Essa chamada é o que me tem aqui sentado junto ao farol, essa chamada é o que me faz balançar os pés sem me importar se as ondas começam a amortecê— los. Esse apelo trouxe— me a este momento, desencadeando toda uma série de acontecimentos, de pesadelos que me trouxeram a este presente odioso, com um passado obscuro e sem futuro à vista. Porque se uma coisa é clara para mim, é que depois de hoje, não há futuro, e a única saída deste abominável presente está aos meus pés, naquela água fria e cintilante. À medida que o sol começa a sua lenta mas segura viagem para o topo do céu, tenho dificuldade em pôr os meus pensamentos em ordem. Uma presença, acariciando subtilmente a superfície da minha consciência, é uma peça de um grande puzzle do meu último dia; uma peça sem forma, sem princípio e sem fim, uma que não quero fazer, um labirinto que não quero andar, mas lá estou eu, lutando contra essa imagem, aterrorizado com o que ela possa significar ou o que eu possa descobrir se eu permitir que ela emerja de todo. Mas a minha obsessão com a organização não permite tal desordem em mim, mesmo aqui, no fundo de mim, tenho a necessidade de juntar as peças.

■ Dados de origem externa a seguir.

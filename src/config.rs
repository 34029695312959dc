//! Configuration management with validation and defaults
//!
//! Sections map one-to-one onto TOML tables. Every field has a default, so a
//! config file only needs the values it changes. `ConfigLoader` layers
//! `WINGO_*` environment variables on top of the file.

use crate::errors::{ConfigurationError, WingoResult};
use crate::games::liability::RiskPolicy;
use crate::games::taxonomy::STAKE_SCALE;
use rust_decimal::Decimal;
use rust_decimal_macros::dec;
use serde::{Deserialize, Serialize};
use std::env;
use std::path::{Path, PathBuf};
use std::str::FromStr;
use std::time::Duration;

/// Longest accepted round, one day
pub const MAX_ROUND_DURATION_SECS: u64 = 86_400;

#[derive(Clone, Debug, Default, PartialEq, Serialize, Deserialize)]
#[serde(default)]
pub struct WingoConfig {
    pub game: GameConfig,
    pub risk: RiskConfig,
    pub scheduler: SchedulerConfig,
    pub retention: RetentionConfig,
    pub monitoring: MonitoringConfig,
}

/// Betting window and stake bounds
#[derive(Clone, Debug, PartialEq, Serialize, Deserialize)]
#[serde(default)]
pub struct GameConfig {
    pub round_duration_secs: u64,
    pub min_bet: Decimal,
    pub max_bet: Decimal,
}

impl Default for GameConfig {
    fn default() -> Self {
        Self {
            round_duration_secs: 60,
            min_bet: dec!(10),
            max_bet: dec!(100000),
        }
    }
}

#[derive(Clone, Debug, PartialEq, Serialize, Deserialize)]
#[serde(default)]
pub struct RiskConfig {
    pub profit_floor_percent: Decimal,
    /// Largest loss the house accepts on one round, as a positive amount
    pub max_loss: Decimal,
}

impl Default for RiskConfig {
    fn default() -> Self {
        Self {
            profit_floor_percent: dec!(10),
            max_loss: Decimal::ZERO,
        }
    }
}

#[derive(Clone, Debug, PartialEq, Serialize, Deserialize)]
#[serde(default)]
pub struct SchedulerConfig {
    pub tick_interval_ms: u64,
}

impl Default for SchedulerConfig {
    fn default() -> Self {
        Self {
            tick_interval_ms: 1000,
        }
    }
}

#[derive(Clone, Debug, PartialEq, Serialize, Deserialize)]
#[serde(default)]
pub struct RetentionConfig {
    /// Declared rounds kept before the oldest are pruned
    pub max_declared_rounds: usize,
}

impl Default for RetentionConfig {
    fn default() -> Self {
        Self {
            max_declared_rounds: 500,
        }
    }
}

#[derive(Clone, Debug, PartialEq, Serialize, Deserialize)]
#[serde(default)]
pub struct MonitoringConfig {
    pub log_level: LogLevel,
    /// Buffer size of the event feed
    pub feed_capacity: usize,
}

impl Default for MonitoringConfig {
    fn default() -> Self {
        Self {
            log_level: LogLevel::Info,
            feed_capacity: 256,
        }
    }
}

#[derive(Clone, Copy, Debug, PartialEq, Eq, Serialize, Deserialize)]
#[serde(rename_all = "lowercase")]
pub enum LogLevel {
    Error,
    Warn,
    Info,
    Debug,
    Trace,
}

impl LogLevel {
    /// Directive understood by `tracing_subscriber::EnvFilter`
    pub fn as_filter(&self) -> &'static str {
        match self {
            LogLevel::Error => "error",
            LogLevel::Warn => "warn",
            LogLevel::Info => "info",
            LogLevel::Debug => "debug",
            LogLevel::Trace => "trace",
        }
    }
}

impl FromStr for LogLevel {
    type Err = ConfigurationError;

    fn from_str(s: &str) -> Result<Self, Self::Err> {
        match s.trim().to_lowercase().as_str() {
            "error" => Ok(LogLevel::Error),
            "warn" | "warning" => Ok(LogLevel::Warn),
            "info" => Ok(LogLevel::Info),
            "debug" => Ok(LogLevel::Debug),
            "trace" => Ok(LogLevel::Trace),
            _ => Err(ConfigurationError::InvalidValue {
                field: "monitoring.log_level".to_string(),
                value: s.to_string(),
                reason: "expected error, warn, info, debug or trace".to_string(),
            }),
        }
    }
}

impl WingoConfig {
    /// Standard one-minute rounds
    pub fn production() -> Self {
        Self {
            monitoring: MonitoringConfig {
                log_level: LogLevel::Info,
                feed_capacity: 1024,
            },
            ..Default::default()
        }
    }

    /// Short rounds and a fast tick for local runs and tests
    pub fn testing() -> Self {
        Self {
            game: GameConfig {
                round_duration_secs: 5,
                min_bet: dec!(1),
                ..Default::default()
            },
            scheduler: SchedulerConfig {
                tick_interval_ms: 100,
            },
            retention: RetentionConfig {
                max_declared_rounds: 50,
            },
            monitoring: MonitoringConfig {
                log_level: LogLevel::Debug,
                ..Default::default()
            },
            ..Default::default()
        }
    }

    pub fn validate(&self) -> WingoResult<()> {
        fn invalid(field: &str, value: impl ToString, reason: &str) -> ConfigurationError {
            ConfigurationError::InvalidValue {
                field: field.to_string(),
                value: value.to_string(),
                reason: reason.to_string(),
            }
        }

        if self.game.round_duration_secs == 0 {
            return Err(invalid("game.round_duration_secs", 0, "must be > 0").into());
        }
        if self.game.round_duration_secs > MAX_ROUND_DURATION_SECS {
            return Err(invalid(
                "game.round_duration_secs",
                self.game.round_duration_secs,
                "must not exceed 86400",
            )
            .into());
        }
        if self.game.min_bet <= Decimal::ZERO {
            return Err(invalid("game.min_bet", self.game.min_bet, "must be positive").into());
        }
        if self.game.max_bet <= Decimal::ZERO {
            return Err(invalid("game.max_bet", self.game.max_bet, "must be positive").into());
        }
        for (field, value) in [("game.min_bet", self.game.min_bet), ("game.max_bet", self.game.max_bet)] {
            if value.normalize().scale() > STAKE_SCALE {
                return Err(invalid(field, value, "at most 2 decimal places").into());
            }
        }
        if self.game.min_bet > self.game.max_bet {
            return Err(ConfigurationError::ValidationFailed(format!(
                "min_bet {} exceeds max_bet {}",
                self.game.min_bet, self.game.max_bet
            ))
            .into());
        }
        if self.risk.max_loss < Decimal::ZERO {
            return Err(invalid("risk.max_loss", self.risk.max_loss, "must not be negative").into());
        }
        if self.scheduler.tick_interval_ms == 0 {
            return Err(invalid("scheduler.tick_interval_ms", 0, "must be > 0").into());
        }
        if self.retention.max_declared_rounds == 0 {
            return Err(invalid("retention.max_declared_rounds", 0, "must be > 0").into());
        }
        if self.monitoring.feed_capacity == 0 {
            return Err(invalid("monitoring.feed_capacity", 0, "must be > 0").into());
        }

        Ok(())
    }

    pub fn risk_policy(&self) -> RiskPolicy {
        RiskPolicy {
            profit_floor_percent: self.risk.profit_floor_percent,
            max_loss: self.risk.max_loss,
        }
    }

    pub fn round_duration(&self) -> chrono::Duration {
        chrono::Duration::seconds(self.game.round_duration_secs as i64)
    }

    pub fn tick_interval(&self) -> Duration {
        Duration::from_millis(self.scheduler.tick_interval_ms)
    }
}

/// Configuration loader with environment variable support
#[derive(Debug, Default)]
pub struct ConfigLoader {
    config_path: Option<PathBuf>,
}

impl ConfigLoader {
    pub fn new() -> Self {
        Self::default()
    }

    /// Set the configuration file path
    pub fn with_path<P: AsRef<Path>>(mut self, path: P) -> Self {
        self.config_path = Some(path.as_ref().to_path_buf());
        self
    }

    /// Load from file (or defaults), apply `WINGO_*` overrides, then validate
    pub fn load(&self) -> WingoResult<WingoConfig> {
        let mut config = match &self.config_path {
            Some(path) => Self::load_from_file(path)?,
            None => WingoConfig::default(),
        };

        Self::apply_overrides(&mut config, |key| env::var(key).ok())?;
        config.validate()?;

        Ok(config)
    }

    fn load_from_file(path: &Path) -> WingoResult<WingoConfig> {
        let content = std::fs::read_to_string(path).map_err(|e| {
            ConfigurationError::LoadFailed(format!("Failed to read {}: {}", path.display(), e))
        })?;

        toml::from_str(&content).map_err(|e| {
            ConfigurationError::LoadFailed(format!("Failed to parse TOML: {}", e)).into()
        })
    }

    /// Apply overrides looked up through `lookup`
    fn apply_overrides<F>(config: &mut WingoConfig, lookup: F) -> WingoResult<()>
    where
        F: Fn(&str) -> Option<String>,
    {
        if let Some(value) = lookup("WINGO_ROUND_DURATION_SECS") {
            config.game.round_duration_secs = parse_var("WINGO_ROUND_DURATION_SECS", value)?;
        }
        if let Some(value) = lookup("WINGO_MAX_LOSS") {
            config.risk.max_loss = parse_var("WINGO_MAX_LOSS", value)?;
        }
        if let Some(value) = lookup("WINGO_PROFIT_FLOOR") {
            config.risk.profit_floor_percent = parse_var("WINGO_PROFIT_FLOOR", value)?;
        }
        if let Some(value) = lookup("WINGO_TICK_INTERVAL_MS") {
            config.scheduler.tick_interval_ms = parse_var("WINGO_TICK_INTERVAL_MS", value)?;
        }
        if let Some(value) = lookup("WINGO_MAX_DECLARED_ROUNDS") {
            config.retention.max_declared_rounds = parse_var("WINGO_MAX_DECLARED_ROUNDS", value)?;
        }
        if let Some(value) = lookup("WINGO_LOG_LEVEL") {
            config.monitoring.log_level = value.parse()?;
        }

        Ok(())
    }
}

fn parse_var<T: FromStr>(field: &str, value: String) -> Result<T, ConfigurationError> {
    value.trim().parse().map_err(|_| ConfigurationError::InvalidValue {
        field: field.to_string(),
        value,
        reason: format!("cannot parse as {}", std::any::type_name::<T>()),
    })
}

Fecho os olhos e deixo a memória tomar conta?

— É tudo?" pergunta o caixa da loja de bebidas.

— Parece meio aborrecido e cansado; é jovem, com olheiras escuras pronunciadas, cabelo desarrumado e negro, alguns cabelos brancos começam a aparecer no seu cabelo, dando— lhe a aparência de ter reflexos de luz. Onde antes se sentava segundos antes, muitas contas de serviços públicos parcialmente amassadas.

— Sim, eu respondo por inércia. — Eu respondo por inércia. Compreendo que tenho tão pouco desejo de falar como ele. Ambos queremos terminar a transacção e continuar a afogar— nos nos nossos problemas. No meu caso, tentarei afogar o meu problema; no seu caso, talvez ele já esteja a afogar— se no seu.

— Um chocolate, uma garrafa de Smirnoff, um batom, Coral Red. — Ele diz, listando os meus produtos para manter os seus pensamentos focados na minha conta, e não nos seus próprios pensamentos, o que o assombra a partir da sua cadeira. — São $15,37.

Entrego— lhe o Cartão de Crédito enquanto escavo na minha bolsa para obter algumas moedas de gorjeta. Algumas notas soltas tropeçam na minha mão, e um frasco de comprimidos salta para dentro.

— Obrigado", diz ele enquanto trocamos as minhas malas pela sua gorjeta.

— Para si. Boa noite. — E eu dou— lhe um pequeno e sincero sorriso.

— O mesmo para si. — Ele responde enquanto levanta um lado da boca naquele que deve ser o melhor sorriso que pode reunir nas suas circunstâncias.

***

Abro os olhos e esvazio os meus pulmões de ar que não sabia que estava a segurar. Não foi tão mau como eu temia. Pelo menos sei que não roubei o Smirnoff; só não sei que comprimidos eram esses. Esforço um pouco a minha criatividade para trazer clareza a esta imagem vaga do frasco de comprimidos, mas não tenho sucesso. Frustrado, deixo cair a minha cabeça para trás, e apercebo— me de algo. Abro os meus olhos e olho para a garrafa.

— Okay, isso não é Coral Red e não é a mesma garrafa da loja de bebidas", eu digo em voz alta.

Uma nova bolha de memória surge em mim e a chamada, essa maldita chamada.